//! End-to-end pipeline orchestration.
//!
//! Stages run strictly sequentially; each consumes the previous stage's
//! timeline and produces its own. Validation failures abort before any
//! output file exists, and the final render is moved into place only once
//! fully encoded.

use std::path::{Path, PathBuf};
use std::sync::Arc;
use tracing::info;

use shortform_models::{CaptionStyle, EncodingConfig, Segment};

use crate::assemble::SegmentAssembler;
use crate::captions::synchronize;
use crate::compose::{ComposeConfig, ShortFormComposer};
use crate::error::PipelineResult;
use crate::fs_utils::move_file;
use crate::job::JobContext;
use crate::letterbox::{LetterboxConfig, LetterboxRemover};
use crate::render::{generate_thumbnail_safe, Renderer};
use crate::timeline::ClipSource;
use crate::transcribe::{acquire_transcript, Transcriber};

/// Configuration for one pipeline run.
#[derive(Debug, Clone)]
pub struct PipelineConfig {
    /// Letterbox detection parameters; `None` skips the crop stage.
    pub letterbox: Option<LetterboxConfig>,
    /// Canvas and blur parameters.
    pub compose: ComposeConfig,
    /// Caption overlay styling.
    pub caption_style: CaptionStyle,
    /// Encoding used for every intermediate and the final render.
    pub encoding: EncodingConfig,
}

impl Default for PipelineConfig {
    fn default() -> Self {
        Self {
            letterbox: Some(LetterboxConfig::default()),
            compose: ComposeConfig::default(),
            caption_style: CaptionStyle::default(),
            encoding: EncodingConfig::default(),
        }
    }
}

/// Result of a successful pipeline run.
#[derive(Debug, Clone)]
pub struct RenderedShort {
    /// Final output file.
    pub path: PathBuf,
    /// Output duration in seconds.
    pub duration: f64,
    /// Number of caption overlays composited.
    pub overlay_count: usize,
}

/// The four-stage short-form pipeline.
///
/// The transcription engine and encoder sit behind capability traits, so
/// tests run the pipeline against fakes.
pub struct ShortFormPipeline {
    transcriber: Arc<dyn Transcriber>,
    renderer: Arc<dyn Renderer>,
    config: PipelineConfig,
}

impl ShortFormPipeline {
    /// Create a pipeline with the given collaborators.
    pub fn new(
        transcriber: Arc<dyn Transcriber>,
        renderer: Arc<dyn Renderer>,
        config: PipelineConfig,
    ) -> Self {
        Self {
            transcriber,
            renderer,
            config,
        }
    }

    /// Run the full pipeline: assemble, crop, compose, caption, render.
    pub async fn run(
        &self,
        ctx: &JobContext,
        source: ClipSource,
        segments: &[Segment],
        output: &Path,
    ) -> PipelineResult<RenderedShort> {
        let encoding = &self.config.encoding;

        let source_timeline = source.resolve().await?;
        info!(
            job_id = %ctx.id(),
            source = %source_timeline.path().display(),
            duration = source_timeline.duration(),
            "Pipeline start"
        );

        let assembled = SegmentAssembler::new(encoding.clone())
            .assemble(ctx, &source_timeline, segments)
            .await?;
        drop(source_timeline);

        let trimmed = match &self.config.letterbox {
            Some(letterbox) => {
                LetterboxRemover::new(letterbox.clone(), encoding.clone())
                    .remove(ctx, &assembled)
                    .await?
            }
            None => assembled,
        };

        let composed = ShortFormComposer::new(self.config.compose.clone(), encoding.clone())
            .compose(ctx, &trimmed)
            .await?;
        drop(trimmed);

        let transcript = acquire_transcript(ctx, &composed, self.transcriber.as_ref()).await?;
        let overlays = synchronize(&composed, &transcript);
        info!(
            job_id = %ctx.id(),
            words = transcript.word_count(),
            overlays = overlays.len(),
            "Caption overlays generated"
        );

        // Render to scratch, then move into place: the output path never
        // holds a partially-encoded file.
        let staged = ctx.scratch_path("final.mp4");
        self.renderer
            .render(
                ctx,
                &composed,
                &overlays,
                &self.config.caption_style,
                encoding,
                &staged,
            )
            .await?;
        move_file(&staged, output).await?;

        generate_thumbnail_safe(output).await;

        info!(
            job_id = %ctx.id(),
            output = %output.display(),
            duration = composed.duration(),
            "Pipeline complete"
        );

        Ok(RenderedShort {
            path: output.to_path_buf(),
            duration: composed.duration(),
            overlay_count: overlays.len(),
        })
    }
}

#[cfg(test)]
mod tests {
    use super::*;
    use crate::captions::OverlayEvent;
    use crate::error::{PipelineError, PipelineResult, Stage};
    use crate::probe::VideoInfo;
    use crate::timeline::Timeline;
    use async_trait::async_trait;
    use shortform_models::Transcript;
    use tokio::sync::watch;

    struct FakeTranscriber;

    #[async_trait]
    impl Transcriber for FakeTranscriber {
        async fn transcribe(&self, _audio: &std::path::Path) -> PipelineResult<Transcript> {
            Ok(Transcript::empty())
        }
    }

    struct FakeRenderer;

    #[async_trait]
    impl Renderer for FakeRenderer {
        async fn render(
            &self,
            _ctx: &JobContext,
            _clip: &Timeline,
            _overlays: &[OverlayEvent],
            _style: &CaptionStyle,
            _encoding: &EncodingConfig,
            output: &std::path::Path,
        ) -> PipelineResult<()> {
            tokio::fs::write(output, b"rendered").await?;
            Ok(())
        }
    }

    fn pipeline() -> ShortFormPipeline {
        ShortFormPipeline::new(
            Arc::new(FakeTranscriber),
            Arc::new(FakeRenderer),
            PipelineConfig::default(),
        )
    }

    fn fake_source() -> Timeline {
        Timeline::new(
            "/nonexistent/source.mp4",
            VideoInfo {
                duration: 20.0,
                width: 1920,
                height: 1080,
                fps: 30.0,
                has_audio: true,
            },
        )
    }

    #[tokio::test]
    async fn test_invalid_segments_abort_before_any_output() {
        let ctx = JobContext::new().unwrap();
        let out_dir = tempfile::TempDir::new().unwrap();
        let output = out_dir.path().join("short.mp4");

        let err = pipeline()
            .run(
                &ctx,
                ClipSource::FromTimeline(fake_source()),
                &[Segment::new(5.0, 3.0, 0)],
                &output,
            )
            .await
            .unwrap_err();

        assert!(matches!(err, PipelineError::Range { .. }));
        assert!(!output.exists(), "no partial output on validation failure");
    }

    #[tokio::test]
    async fn test_pre_cancelled_job_propagates_cancelled() {
        let (tx, rx) = watch::channel(false);
        tx.send(true).unwrap();
        let ctx = JobContext::new().unwrap().with_cancel(rx);
        let output = ctx.workdir().join("never.mp4");

        let err = pipeline()
            .run(
                &ctx,
                ClipSource::FromTimeline(fake_source()),
                &[Segment::new(0.0, 5.0, 0)],
                &output,
            )
            .await
            .unwrap_err();

        assert!(matches!(
            err,
            PipelineError::Cancelled {
                stage: Stage::Assemble
            }
        ));
    }
}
################
DIRECTIONS FOR THIS TASK: Filter the records above for lines containing the word "CaptionStyle", and copy those lines.

SOLUTION TO THE PROBLEM:
use shortform_models::{CaptionStyle, EncodingConfig, Segment};
    pub caption_style: CaptionStyle,
            caption_style: CaptionStyle::default(),
            _style: &CaptionStyle,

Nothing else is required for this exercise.